“Envelhecer faz parte da vida, a gente tem de encarar assim”, afirma a dona de casa Aspasia d’Avila. Aos 95 anos, ela enxerga bem, tem pouco problema de audição, mora sozinha, cozinha e até trabalha. Mas esta última, apesar da idade avançada, é a mais recente das novidades.
Por ter se casado cedo, aos 17 anos, dona Aspasia d’Avila, de 95 anos, nunca trabalhou fora. “Trabalhava em casa, cuidando dos meus três filhos e também do marido. Dava muito trabalho, sim. Eu não tinha tempo para nada”, diz ela.
Com os filhos crescidos, a rotina ficou mais tranquila e ela pôde se dedicar aos trabalhos manuais. Curiosa, aprendeu crochê sozinha – e assim foi também com o amigurumi, técnica de artesanato japonesa para criar bonecos. Em pouco tempo, o hobby se transformou em profissão: ela começou a vender a produção em 2019. “A sensação de ter meu próprio dinheiro foi de muita liberdade. É algo sensacional”, conta. “Eu tenho muito orgulho do meu trabalho. Vejo as pessoas agradecerem, mandarem mensagens e isso me deixa muito feliz”, diz ela.
A técnica de artesanato foi apresentada a ela pela neta Fabiana. Trata-se de uma combinação, em japonês, das palavras ami, que significa trançado, e migurumi, boneco de pelúcia. Curiosa, Aspasia aprendeu a fazer sozinha o trabalho por meio de pesquisas na internet e começou a criar anjos e santinhos para treinar, cerca de quatro anos atrás.

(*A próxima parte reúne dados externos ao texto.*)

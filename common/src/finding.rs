use std::fmt;

/// Closed severity scale shared by every classifier.
#[derive(Debug, Clone, Copy, PartialEq, Eq, PartialOrd, Ord, Hash)]
pub enum Severity {
    Info,
    Low,
    Medium,
    High,
    Critical,
}

impl Severity {
    pub const ALL: [Severity; 5] = [
        Severity::Info,
        Severity::Low,
        Severity::Medium,
        Severity::High,
        Severity::Critical,
    ];

    /// Maps a tool tag such as `critical` or `High` onto the scale.
    pub fn from_tag(tag: &str) -> Option<Self> {
        match tag.trim().to_ascii_lowercase().as_str() {
            "info" => Some(Severity::Info),
            "low" => Some(Severity::Low),
            "medium" => Some(Severity::Medium),
            "high" => Some(Severity::High),
            "critical" => Some(Severity::Critical),
            _ => None,
        }
    }

    pub fn label(&self) -> &'static str {
        match self {
            Severity::Info => "Info",
            Severity::Low => "Low",
            Severity::Medium => "Medium",
            Severity::High => "High",
            Severity::Critical => "Critical",
        }
    }
}

impl fmt::Display for Severity {
    fn fmt(&self, f: &mut fmt::Formatter<'_>) -> fmt::Result {
        f.write_str(self.label())
    }
}

/// A classified result pulled out of raw tool output.
#[derive(Debug, Clone, PartialEq, Eq)]
pub struct Finding {
    source: String,
    description: String,
    severity: Severity,
}

impl Finding {
    /// Returns `None` when either the source or the description is blank.
    pub fn new(
        source: impl Into<String>,
        description: impl Into<String>,
        severity: Severity,
    ) -> Option<Self> {
        let source = source.into();
        let description = description.into();
        if source.trim().is_empty() || description.trim().is_empty() {
            return None;
        }
        Some(Self {
            source,
            description,
            severity,
        })
    }

    pub fn source(&self) -> &str {
        &self.source
    }

    pub fn description(&self) -> &str {
        &self.description
    }

    pub fn severity(&self) -> Severity {
        self.severity
    }
}
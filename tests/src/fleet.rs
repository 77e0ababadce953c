mod integration;
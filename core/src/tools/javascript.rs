//! JavaScript extraction (`subjs`) and secret scanning (`nuclei` exposure
//! templates fed with the extracted links).

use std::time::Duration;

use tracing::info;

use crate::error::ToolError;
use crate::process::{Invocation, ProcessRunner};
use crate::tools::{Tool, unique_lines};

pub const SECRET_TAGS: &str = "exposure,token,key";

pub fn links_invocation(url: &str, timeout: Duration) -> Invocation {
    Invocation::new(Tool::Subjs.binary(), timeout).args(["-i", url])
}

/// `None` when there is nothing to scan: the secret scanner must never run
/// with zero targets.
pub fn secrets_invocation(js_urls: &[String], timeout: Duration) -> Option<Invocation> {
    if js_urls.is_empty() {
        return None;
    }
    Some(
        Invocation::new(Tool::Nuclei.binary(), timeout)
            .args(["-silent", "-tags", SECRET_TAGS])
            .stdin(js_urls.join("\n")),
    )
}

/// JS resource URLs, deduplicated in first-seen order. Empty is a valid
/// answer.
pub async fn extract_links(
    runner: &dyn ProcessRunner,
    url: &str,
    timeout: Duration,
) -> Result<Vec<String>, ToolError> {
    info!("Extracting JS links from {url}...");
    let invocation = links_invocation(url, timeout);
    let raw = runner.run(&invocation).await?.into_usable(&invocation)?;
    Ok(unique_lines(&raw))
}

/// Raw secret-scan report. An empty link list returns an empty report
/// without invoking anything.
pub async fn scan_secrets(
    runner: &dyn ProcessRunner,
    js_urls: &[String],
    timeout: Duration,
) -> Result<String, ToolError> {
    let Some(invocation) = secrets_invocation(js_urls, timeout) else {
        return Ok(String::new());
    };
    info!(
        "Analyzing {} JavaScript files for secrets and endpoints...",
        js_urls.len()
    );
    runner.run(&invocation).await?.into_usable(&invocation)
}

#[cfg(test)]
mod tests {
    use super::*;
    use crate::process::ToolOutput;
    use crate::testing::ScriptedRunner;

    #[test]
    fn no_links_means_no_invocation() {
        assert!(secrets_invocation(&[], Duration::from_secs(1)).is_none());
    }

    #[test]
    fn links_are_fed_on_stdin() {
        let links = vec!["https://a.example.com/app.js".to_string(), "https://a.example.com/vendor.js".to_string()];
        let inv = secrets_invocation(&links, Duration::from_secs(600)).unwrap();
        assert_eq!(inv.args, vec!["-silent", "-tags", "exposure,token,key"]);
        assert_eq!(
            inv.stdin.as_deref(),
            Some("https://a.example.com/app.js\nhttps://a.example.com/vendor.js")
        );
    }

    #[tokio::test]
    async fn extracted_links_are_deduplicated() {
        let runner = ScriptedRunner::new().on(
            "subjs",
            ToolOutput::success("https://a.example.com/app.js\nhttps://a.example.com/app.js\nhttps://cdn.example.com/lib.js\n"),
        );
        let links = extract_links(&runner, "https://a.example.com", Duration::from_secs(1)).await.unwrap();
        assert_eq!(links, vec!["https://a.example.com/app.js", "https://cdn.example.com/lib.js"]);
    }

    #[tokio::test]
    async fn empty_link_list_skips_the_scanner() {
        let runner = ScriptedRunner::new();
        let report = scan_secrets(&runner, &[], Duration::from_secs(1)).await.unwrap();
        assert!(report.is_empty());
        assert!(runner.calls().is_empty());
    }
}
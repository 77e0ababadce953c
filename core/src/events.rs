//! Progress events streamed from the orchestrator to whoever renders them.
//!
//! Events for one host arrive in stage order. Events of different hosts
//! interleave freely.

use std::fmt;

use crowscout_common::finding::Finding;
use tokio::sync::mpsc::UnboundedSender;

use crate::fleet::FleetState;

#[derive(Debug, Clone, Copy, PartialEq, Eq, Hash)]
pub enum Stage {
    PortScan,
    Parameters,
    TemplateScan,
    JsLinks,
    JsSecrets,
}

impl Stage {
    pub fn label(&self) -> &'static str {
        match self {
            Stage::PortScan => "Nmap",
            Stage::Parameters => "Arjun",
            Stage::TemplateScan => "Nuclei",
            Stage::JsLinks => "JS",
            Stage::JsSecrets => "JS Secrets",
        }
    }
}

impl fmt::Display for Stage {
    fn fmt(&self, f: &mut fmt::Formatter<'_>) -> fmt::Result {
        f.write_str(self.label())
    }
}

/// How a single stage ended for a host.
#[derive(Debug, Clone)]
pub enum StageResult {
    Skipped(String),
    Failed(String),
    Findings(Vec<Finding>),
    /// Unclassified text reported verbatim (parameters, JS secrets).
    Raw(String),
    /// Number of JS links extracted.
    Links(usize),
    /// The stage ran and had nothing to report.
    Nothing,
}

#[derive(Debug, Clone)]
pub enum ScanEvent {
    Phase(FleetState),
    Enumerated { candidates: usize, fallback: bool },
    Probed { alive: usize, candidates: usize, fallback: bool },
    HostStarted { host: String, url: String, is_waf: bool },
    Stage { host: String, stage: Stage, result: StageResult },
    HostFinished { host: String, findings: usize },
}

/// Optional event channel. Sending never blocks and a dropped receiver is
/// ignored, so the scan keeps running when nobody listens.
#[derive(Debug, Clone, Default)]
pub struct EventSink {
    tx: Option<UnboundedSender<ScanEvent>>,
}

impl EventSink {
    pub fn new(tx: UnboundedSender<ScanEvent>) -> Self {
        Self { tx: Some(tx) }
    }

    pub fn disabled() -> Self {
        Self { tx: None }
    }

    pub fn emit(&self, event: ScanEvent) {
        if let Some(tx) = &self.tx {
            let _ = tx.send(event);
        }
    }

    pub fn stage(&self, host: &str, stage: Stage, result: StageResult) {
        self.emit(ScanEvent::Stage {
            host: host.to_string(),
            stage,
            result,
        });
    }
}
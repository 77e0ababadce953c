use colored::Color;

pub const PRIMARY: Color = Color::TrueColor { r: 140, g: 220, b: 150 };
pub const ACCENT: Color = Color::TrueColor { r: 250, g: 190, b: 90 };
pub const SEPARATOR: Color = Color::BrightBlack;
pub const TEXT_DEFAULT: Color = Color::TrueColor { r: 215, g: 215, b: 215 };

pub const SEVERITY_INFO: Color = Color::Cyan;
pub const SEVERITY_LOW: Color = Color::Green;
pub const SEVERITY_MEDIUM: Color = Color::Yellow;
pub const SEVERITY_HIGH: Color = Color::TrueColor { r: 255, g: 135, b: 60 };
pub const SEVERITY_CRITICAL: Color = Color::Red;
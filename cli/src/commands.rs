pub mod scan;
pub mod tools;

use std::path::PathBuf;

use clap::{ArgAction, Args, Parser, Subcommand};
use crowscout_common::config::DEFAULT_CONCURRENCY;
use crowscout_common::network::target::Target;

#[derive(Parser)]
#[command(name = "crowscout")]
#[command(about = "Recon and vulnerability scan orchestrator.")]
#[command(version)]
pub struct CommandLine {
    #[command(subcommand)]
    pub command: Commands,

    /// Increase log verbosity (-v debug, -vv trace)
    #[arg(short, long, global = true, action = ArgAction::Count)]
    pub verbose: u8,

    /// Only print results and warnings
    #[arg(short, long, global = true, action = ArgAction::Count)]
    pub quiet: u8,
}

#[derive(Subcommand)]
pub enum Commands {
    /// Enumerate, probe and scan a domain and its subdomains
    #[command(alias = "s")]
    Scan(ScanArgs),
    /// Check which external tools are installed
    #[command(alias = "t")]
    Tools,
}

#[derive(Args)]
pub struct ScanArgs {
    /// Target domain (e.g., example.com)
    #[arg(short, long)]
    pub target: Target,

    /// Path to the JSON scan policy
    #[arg(short, long, default_value = "config/config.json")]
    pub config: PathBuf,

    /// Skip subdomain discovery and scan only the target
    #[arg(long)]
    pub no_subs: bool,

    /// Number of hosts scanned at the same time
    #[arg(long, default_value_t = DEFAULT_CONCURRENCY)]
    pub concurrency: usize,

    /// Do not print the banner
    #[arg(long)]
    pub no_banner: bool,
}

impl CommandLine {
    pub fn parse_args() -> Self {
        Self::parse()
    }
}
#[test]
fn combat_regions_are_decoded_on_demand() {
    let fixture = SaveBuilder::new().trailer(&combat_trailer(7)).build();
    let start = fixture.trailer_offset;
    let game = load(fixture);
    let catalog = ObjectCatalog::anonymous();

    let lists = game.combat_entity_lists(start, 1).expect("entity lists");
    assert_eq!(lists[0].combatants().collect::<Vec<_>>(), vec![3, 5, 9]);

    let inventories = game
        .combat_inventories(start + 14, 1, &catalog)
        .expect("combat inventories");
    assert_eq!(inventories[0].header.combat().expect("combat"), (21, 2));
    assert_eq!(inventories[0].inventory.items[0].name, "Item #40");
    assert_eq!(inventories[0].inventory.capacity, 2);
}

#[test]
fn combat_stats_are_decoded_on_demand() {
    let mut record = 0x0107u16.to_le_bytes().to_vec();
    record.extend_from_slice(&[0; 6]);
    for skill in 0..16u8 {
        record.extend_from_slice(&[skill, skill + 1, 100, 0, 0]);
    }
    record.extend_from_slice(&[0; 7]);
    let fixture = SaveBuilder::new().trailer(&record).build();
    let start = fixture.trailer_offset;
    let game = load(fixture);

    let stats = game.combat_stats(start, 1).expect("combat stats");
    assert_eq!(stats.len(), 1);
    assert_eq!(stats[0].id, 0x0107);
    assert_eq!(stats[0].skills[4].max, 4);
    assert_eq!(stats[0].skills[4].current, 5);
    assert_eq!(stats[0].skills[15].limit, 100);
    assert!(matches!(
        game.combat_stats(start, 2),
        Err(DecodeError::Io(_))
    ));
}

#[test]
fn combat_inventory_requires_combat_location_type() {
    let fixture = SaveBuilder::new().trailer(&combat_trailer(3)).build();
    let start = fixture.trailer_offset;
    let game = load(fixture);

    let err = game
        .combat_inventories(start + 14, 1, &ObjectCatalog::anonymous())
        .expect_err("location type 3 is not a combat location");
    assert!(matches!(err, DecodeError::Invariant { .. }));
}
use std::fs;
use std::io::{self, Cursor};
use std::path::Path;

use serde::{Deserialize, Serialize};
use tracing::debug;

use crate::error::{DecodeError, Result};
use crate::reader::LittleEndianReader;
use crate::types::KeyTarget;

/// Encounter that blocks the party's path until its dialog has run.
#[derive(Debug, Clone, Copy, PartialEq, Eq, Serialize, Deserialize)]
pub struct Block {
    pub dialog: KeyTarget,
}

/// Decode a block table: a u32 count, then nine-byte records of three
/// opaque bytes, the dialog key and a u16 that is always zero.
pub fn decode_blocks(bytes: &[u8]) -> Result<Vec<Block>> {
    let mut r = LittleEndianReader::new(Cursor::new(bytes));
    let count = r.read_u32()?;
    let mut blocks = Vec::new();
    for _ in 0..count {
        r.skip(3)?;
        let target = r.read_u32()?;
        let address = r.position()?;
        let terminator = r.read_u16()?;
        if terminator != 0 {
            return Err(DecodeError::invariant(
                address,
                format!("block record ends with 0x{terminator:04x}, expected 0"),
            ));
        }
        blocks.push(Block {
            dialog: KeyTarget(target),
        });
    }
    Ok(blocks)
}

/// Load the block table of one tile. A tile with no data file has no
/// encounters; any other read failure is returned.
pub fn load_tile_blocks(path: &Path) -> Result<Vec<Block>> {
    match fs::read(path) {
        Ok(bytes) => decode_blocks(&bytes),
        Err(e) if e.kind() == io::ErrorKind::NotFound => {
            debug!(path = %path.display(), "no tile data, no encounters");
            Ok(Vec::new())
        }
        Err(e) => Err(e.into()),
    }
}

#[cfg(test)]
mod tests {
    use super::*;

    fn block(target: u32, terminator: u16) -> Vec<u8> {
        let mut bytes = vec![0xaa, 0xbb, 0xcc];
        bytes.extend_from_slice(&target.to_le_bytes());
        bytes.extend_from_slice(&terminator.to_le_bytes());
        bytes
    }

    #[test]
    fn decodes_block_targets() {
        let mut bytes = 2u32.to_le_bytes().to_vec();
        bytes.extend(block(0x1c2d3, 0));
        bytes.extend(block(0x42, 0));

        let blocks = decode_blocks(&bytes).expect("blocks");
        assert_eq!(
            blocks.iter().map(|b| b.dialog).collect::<Vec<_>>(),
            vec![KeyTarget(0x1c2d3), KeyTarget(0x42)]
        );
    }

    #[test]
    fn non_zero_terminator_is_rejected() {
        let mut bytes = 1u32.to_le_bytes().to_vec();
        bytes.extend(block(0x42, 1));
        assert!(matches!(
            decode_blocks(&bytes),
            Err(DecodeError::Invariant { address: 11, .. })
        ));
    }

    #[test]
    fn missing_tile_file_means_no_encounters() {
        let dir = std::env::temp_dir().join(format!("krondor_tile_{}", std::process::id()));
        fs::create_dir_all(&dir).expect("temp dir");

        let missing = dir.join("T0101.DAT");
        let _ = fs::remove_file(&missing);
        assert!(load_tile_blocks(&missing).expect("missing tile").is_empty());

        let present = dir.join("T0102.DAT");
        let mut bytes = 1u32.to_le_bytes().to_vec();
        bytes.extend(block(0x99, 0));
        fs::write(&present, bytes).expect("tile file");
        let blocks = load_tile_blocks(&present).expect("tile blocks");
        assert_eq!(blocks, vec![Block { dialog: KeyTarget(0x99) }]);
    }
}
use std::fs;
use std::path::PathBuf;
use std::process::Command;
use std::time::{SystemTime, UNIX_EPOCH};

use krondor_core::fixture::{self, ModelSpec, SaveBuilder};
use serde_json::Value;

fn run_cli(args: &[&str]) -> std::process::Output {
    Command::new(env!("CARGO_BIN_EXE_krondor-se"))
        .args(args)
        .output()
        .expect("failed to run krondor-se CLI")
}

fn temp_output_path(prefix: &str, ext: &str) -> PathBuf {
    let nanos = SystemTime::now()
        .duration_since(UNIX_EPOCH)
        .expect("system time before unix epoch")
        .as_nanos();
    std::env::temp_dir().join(format!("{prefix}_{}_{}.{ext}", std::process::id(), nanos))
}

/// Write a synthetic save and its layout file, returning both paths.
fn write_save(prefix: &str, builder: SaveBuilder) -> (String, String) {
    let fixture = builder.build();
    let save_path = temp_output_path(prefix, "gam");
    let layout_path = temp_output_path(prefix, "toml");
    fs::write(&save_path, &fixture.bytes).expect("save should be writable");
    let layout = toml::to_string(&fixture.layout).expect("layout should serialize");
    fs::write(&layout_path, layout).expect("layout should be writable");
    (
        save_path.to_string_lossy().to_string(),
        layout_path.to_string_lossy().to_string(),
    )
}

#[test]
fn cli_prints_single_name_field() {
    let (save, layout) = write_save("krondor_se_name", SaveBuilder::new());
    let output = run_cli(&["--layout", &layout, "--name", &save]);
    assert!(output.status.success());

    let stdout = String::from_utf8_lossy(&output.stdout);
    assert_eq!(stdout.trim(), "name=Fixture Save");
}

#[test]
fn cli_prints_multiple_requested_fields_in_fixed_order() {
    let (save, layout) = write_save("krondor_se_fields", SaveBuilder::new().chapter(3));
    let output = run_cli(&[
        "--layout", &layout, "--gold", "--party", "--chapter", &save,
    ]);
    assert!(output.status.success());

    let stdout = String::from_utf8_lossy(&output.stdout);
    let lines: Vec<&str> = stdout.lines().collect();
    assert_eq!(
        lines,
        vec!["chapter=3", "gold=123s 4r", "party=Locklear,Gorath,Owyn"]
    );
}

#[test]
fn cli_json_fields_are_a_single_object() {
    let (save, layout) = write_save("krondor_se_json", SaveBuilder::new());
    let output = run_cli(&[
        "--layout",
        &layout,
        "--json",
        "--containers",
        "--zone",
        "5",
        &save,
    ]);
    assert!(output.status.success());

    let stdout = String::from_utf8_lossy(&output.stdout);
    let json: Value = serde_json::from_str(&stdout).expect("stdout should be valid JSON");
    let zones = json["containers"].as_array().expect("containers array");
    assert_eq!(zones.len(), 1);
    assert_eq!(zones[0]["zone"], 5);
    assert_eq!(zones[0]["containers"][0]["type"], "Bag");
}

#[test]
fn cli_without_field_flags_prints_the_party_sheet() {
    let (save, layout) = write_save("krondor_se_sheet", SaveBuilder::new());
    let output = run_cli(&["--layout", &layout, &save]);
    assert!(output.status.success());

    let stdout = String::from_utf8_lossy(&output.stdout);
    assert!(stdout.contains("Save: Fixture Save"));
    assert!(stdout.contains(" ::: Locklear :::"));
    assert!(stdout.contains(" ::: Keys :::"));
    assert!(!stdout.contains("containers :::"));
}

#[test]
fn cli_full_json_has_every_section() {
    let (save, layout) = write_save("krondor_se_full_json", SaveBuilder::new());
    let output = run_cli(&["--layout", &layout, "--json", &save]);
    assert!(output.status.success());

    let stdout = String::from_utf8_lossy(&output.stdout);
    let json: Value = serde_json::from_str(&stdout).expect("stdout should be valid JSON");
    assert_eq!(json["name"], "Fixture Save");
    assert_eq!(json["containers"].as_array().map(Vec::len), Some(12));
    assert_eq!(json["shops"][0]["hotspot"], "12B");
}

#[test]
fn cli_reports_decode_failure_with_exit_code_one() {
    let (save, layout) = write_save(
        "krondor_se_bad_zone",
        SaveBuilder::new().location(13, (0, 0)),
    );
    let output = run_cli(&["--layout", &layout, "--name", &save]);
    assert_eq!(output.status.code(), Some(1));

    let stderr = String::from_utf8_lossy(&output.stderr);
    assert!(stderr.contains("Error parsing save file"));
    assert!(stderr.contains("zone 13 is not supported"));
}

#[test]
fn cli_rejects_zone_outside_the_world() {
    let (save, layout) = write_save("krondor_se_zone_arg", SaveBuilder::new());
    let output = run_cli(&["--layout", &layout, "--zone", "13", &save]);
    assert_eq!(output.status.code(), Some(2));
}

#[test]
fn cli_missing_file_exits_with_one() {
    let missing = temp_output_path("krondor_se_missing", "gam");
    let missing = missing.to_string_lossy().to_string();
    let output = run_cli(&["--name", &missing]);
    assert_eq!(output.status.code(), Some(1));
}

#[test]
fn cli_lists_models_of_a_table() {
    let path = temp_output_path("krondor_se_tbl", "tbl");
    let bytes = fixture::model_table_bytes(&[
        ModelSpec::pooled("tree"),
        ModelSpec::sprite("bush", 4),
    ]);
    fs::write(&path, bytes).expect("table should be writable");
    let path = path.to_string_lossy().to_string();

    let output = run_cli(&["--tbl", &path]);
    assert!(output.status.success());
    let stdout = String::from_utf8_lossy(&output.stdout);
    let lines: Vec<&str> = stdout.lines().collect();
    assert_eq!(lines.len(), 2);
    assert!(lines[0].contains("tree"));
    assert!(lines[1].contains("sprite=4"));

    let output = run_cli(&["--tbl", "--json", &path]);
    assert!(output.status.success());
    let json: Value =
        serde_json::from_slice(&output.stdout).expect("stdout should be valid JSON");
    assert_eq!(json[1]["name"], "bush");
}

#[test]
fn cli_tbl_without_dat_section_fails() {
    let path = temp_output_path("krondor_se_bad_tbl", "tbl");
    fs::write(&path, fixture::tagged_chunk(b"MAP:", &[0, 0, 0, 0, 0, 0]))
        .expect("table should be writable");
    let path = path.to_string_lossy().to_string();

    let output = run_cli(&["--tbl", &path]);
    assert_eq!(output.status.code(), Some(1));
    let stderr = String::from_utf8_lossy(&output.stderr);
    assert!(stderr.contains("missing section DAT:"));
}
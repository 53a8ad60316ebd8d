//! Synthetic save buffers and model tables for tests.
//!
//! Real saves and resource files cannot ship with the repository, so tests
//! build small buffers with the same record shapes. [`SaveBuilder`] packs
//! everything into a compact layout instead of the game's fixed offsets and
//! returns that layout alongside the bytes.

use crate::container::{ContainerTail, ContainerType, LockStats, ShopStats};
use crate::flags::EventFlags;
use crate::layout::{FlagLayout, SaveLayout, ShopTable, ZoneTable};
use crate::model::EF_UNBOUNDED;

const CHARACTERS: usize = 6;
const ZONES_START: usize = 0x3d00;
const INVENTORY_STRIDE: usize = 0x70;

/// Scalar offsets of the compact layout. Zone and shop tables are placed
/// by [`SaveBuilder::build`] after everything else.
fn compact_scalars() -> SaveLayout {
    SaveLayout {
        save_name: 0x00,
        save_name_len: 30,
        chapter: 0x20,
        gold: 0x24,
        clock: 0x28,
        location: 0x30,
        character_count: CHARACTERS,
        character_names: 0x50,
        character_skills: 0x90,
        active_characters: 0x2d0,
        character_conditions: 0x2e0,
        chapter_offsets: 0x310,
        flags: FlagLayout {
            simple_base: 0x400,
            complex_base: 0x2000,
        },
        character_inventories: 0x3a00,
        inventory_stride: INVENTORY_STRIDE as u64,
        party_keys: 0x3ca0,
        zones: Vec::new(),
        gds_shops: ShopTable { offset: 0, count: 0 },
    }
}

/// Layout of a save built by `SaveBuilder::new().build()`.
pub fn compact_layout() -> SaveLayout {
    SaveBuilder::new().build().layout
}

fn put(bytes: &mut [u8], offset: u64, data: &[u8]) {
    let at = offset as usize;
    bytes[at..at + data.len()].copy_from_slice(data);
}

pub fn encode_lock(lock: &LockStats) -> [u8; 4] {
    [
        lock.lock_flag,
        lock.picklock,
        lock.fairy_chest_index,
        lock.damage,
    ]
}

pub fn encode_shop(shop: &ShopStats) -> Vec<u8> {
    let mut bytes = vec![
        shop.temple_number,
        shop.sell_factor,
        shop.max_discount,
        shop.buy_factor,
    ];
    bytes.extend_from_slice(&shop.haggle.to_le_bytes());
    bytes.extend_from_slice(&[
        shop.barding_skill,
        shop.barding_reward,
        shop.barding_max_reward,
    ]);
    bytes.extend_from_slice(&shop.unknown);
    bytes.extend_from_slice(&[shop.repair_types, shop.repair_factor]);
    bytes.extend_from_slice(&shop.categories.to_le_bytes());
    bytes
}

pub fn encode_tail(tail: &ContainerTail) -> Vec<u8> {
    let mut bytes = Vec::new();
    match tail {
        ContainerTail::Shop {
            unknown,
            dialog,
            shop,
        }
        | ContainerTail::Inn {
            unknown,
            dialog,
            shop,
        } => {
            bytes.extend_from_slice(unknown);
            bytes.extend_from_slice(&dialog.0.to_le_bytes());
            bytes.extend(encode_shop(shop));
        }
        ContainerTail::Gravestone { unknown, dialog } => {
            bytes.extend_from_slice(unknown);
            bytes.extend_from_slice(&dialog.0.to_le_bytes());
        }
        ContainerTail::Bag => {}
        ContainerTail::CT1 { lock } | ContainerTail::Chest { lock } => {
            bytes.extend_from_slice(&encode_lock(lock));
        }
        ContainerTail::Building {
            lock,
            unknown,
            dialog,
        } => {
            bytes.extend_from_slice(&encode_lock(lock));
            bytes.extend_from_slice(unknown);
            bytes.extend_from_slice(&dialog.0.to_le_bytes());
        }
        ContainerTail::FairyChest { lock, dialog } => {
            bytes.extend_from_slice(&encode_lock(lock));
            bytes.extend_from_slice(&dialog.0.to_le_bytes());
        }
        ContainerTail::EventChest { lock, unknown } => {
            bytes.extend_from_slice(&encode_lock(lock));
            bytes.extend_from_slice(unknown);
        }
        ContainerTail::TimirianyaHut { unknown } => bytes.extend_from_slice(unknown),
        ContainerTail::Combat {
            unknown,
            dialog,
            unknown2,
        } => {
            bytes.extend_from_slice(unknown);
            bytes.extend_from_slice(&dialog.0.to_le_bytes());
            bytes.extend_from_slice(unknown2);
        }
    }
    bytes
}

fn encode_slots(items: &[[u8; 4]], capacity: usize) -> Vec<u8> {
    let mut bytes: Vec<u8> = items.iter().flatten().copied().collect();
    bytes.resize(capacity.max(items.len()) * 4, 0);
    bytes
}

/// One world container record.
#[derive(Debug, Clone)]
pub struct ContainerRecord {
    pub zone: u8,
    pub unknown: [u8; 3],
    pub position: (u32, u32),
    pub location_type: u8,
    pub capacity: u8,
    pub items: Vec<[u8; 4]>,
    pub tail: ContainerTail,
    /// Written instead of the tail's own type tag when set.
    pub raw_type: Option<u8>,
}
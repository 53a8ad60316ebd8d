use std::io;

use thiserror::Error;

/// Coarse classification of a [`DecodeError`], stable across variants.
#[derive(Debug, Clone, Copy, PartialEq, Eq)]
pub enum ErrorCode {
    Io,
    Config,
    Structural,
    Catalog,
}

#[derive(Debug, Error)]
pub enum DecodeError {
    #[error("i/o error: {0}")]
    Io(#[from] io::Error),

    #[error("invalid configuration: {0}")]
    Config(#[from] toml::de::Error),

    #[error("unknown container type {tag} at 0x{address:x}")]
    UnknownContainerType { tag: u8, address: u64 },

    #[error("container header at 0x{address:x} has a {found} location, not a {expected} location")]
    LocationMismatch {
        expected: &'static str,
        found: &'static str,
        address: u64,
    },

    #[error("zone {0} is not supported")]
    UnsupportedZone(u8),

    #[error("event pointer 0x{base:x} + {index} is past the last flag")]
    EventPointerOverflow { base: u16, index: u16 },

    #[error("invariant violated at 0x{address:x}: {message}")]
    Invariant { address: u64, message: String },

    #[error("item index {item} at 0x{address:x} is not in the object catalog")]
    UnknownItem { item: u8, address: u64 },

    #[error("offset 0x{offset:x} is outside a buffer of {len} bytes")]
    OutOfRange { offset: u64, len: u64 },

    #[error("missing section {0}")]
    MissingSection(String),

    #[error("invalid layout: {0}")]
    Layout(String),
}

impl DecodeError {
    pub fn code(&self) -> ErrorCode {
        match self {
            Self::Io(_) => ErrorCode::Io,
            Self::Config(_) | Self::Layout(_) => ErrorCode::Config,
            Self::UnknownItem { .. } => ErrorCode::Catalog,
            Self::UnknownContainerType { .. }
            | Self::LocationMismatch { .. }
            | Self::UnsupportedZone(_)
            | Self::EventPointerOverflow { .. }
            | Self::Invariant { .. }
            | Self::OutOfRange { .. }
            | Self::MissingSection(_) => ErrorCode::Structural,
        }
    }

    pub(crate) fn invariant(address: u64, message: impl Into<String>) -> Self {
        Self::Invariant {
            address,
            message: message.into(),
        }
    }
}

pub type Result<T, E = DecodeError> = std::result::Result<T, E>;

De acordo com ela, os primeiros ficaram bem horrorosos. Mesmo assim, a neta criou uma rede social própria para divulgar o trabalho, seguindo o apelido de Aspasia entre os netos e bisnetos: vó Pati. Em pouco tempo, começaram a surgir encomendas. “Quando vi, estava ganhando meu próprio dinheiro pela primeira vez na vida.”
Reviravolta depois das perdas
Desde os 17 anos, Aspasia foi sustentada pelo marido, Alziro, que trabalhava no ramo da construção civil. Suas tardes envolviam cuidar da casa e da família. “Eu ficava bem zangada quando ele me perguntava para que eu precisava do dinheiro quando eu pedia. Falava que era para ele fingir que estava me pagando por cuidar dele e dos filhos”, conta.
Depois que os filhos já estavam crescidos, ela aproveitava para ir à hidroginástica, passear pelo bairro de Ipanema, no Rio, onde vive, cochilar. Além de se dedicar a trabalhos manuais. “Fiz várias roupas para os meus filhos e cada neto ganhou um tapete quando casou”, lembra.
Em 1994, Alziro teve câncer de próstata e em pouco tempo morreu. A sensação de perder o amor da sua vida foi dura, mas com a ajuda dos filhos e dos amigos próximos, Aspasia continuou forte.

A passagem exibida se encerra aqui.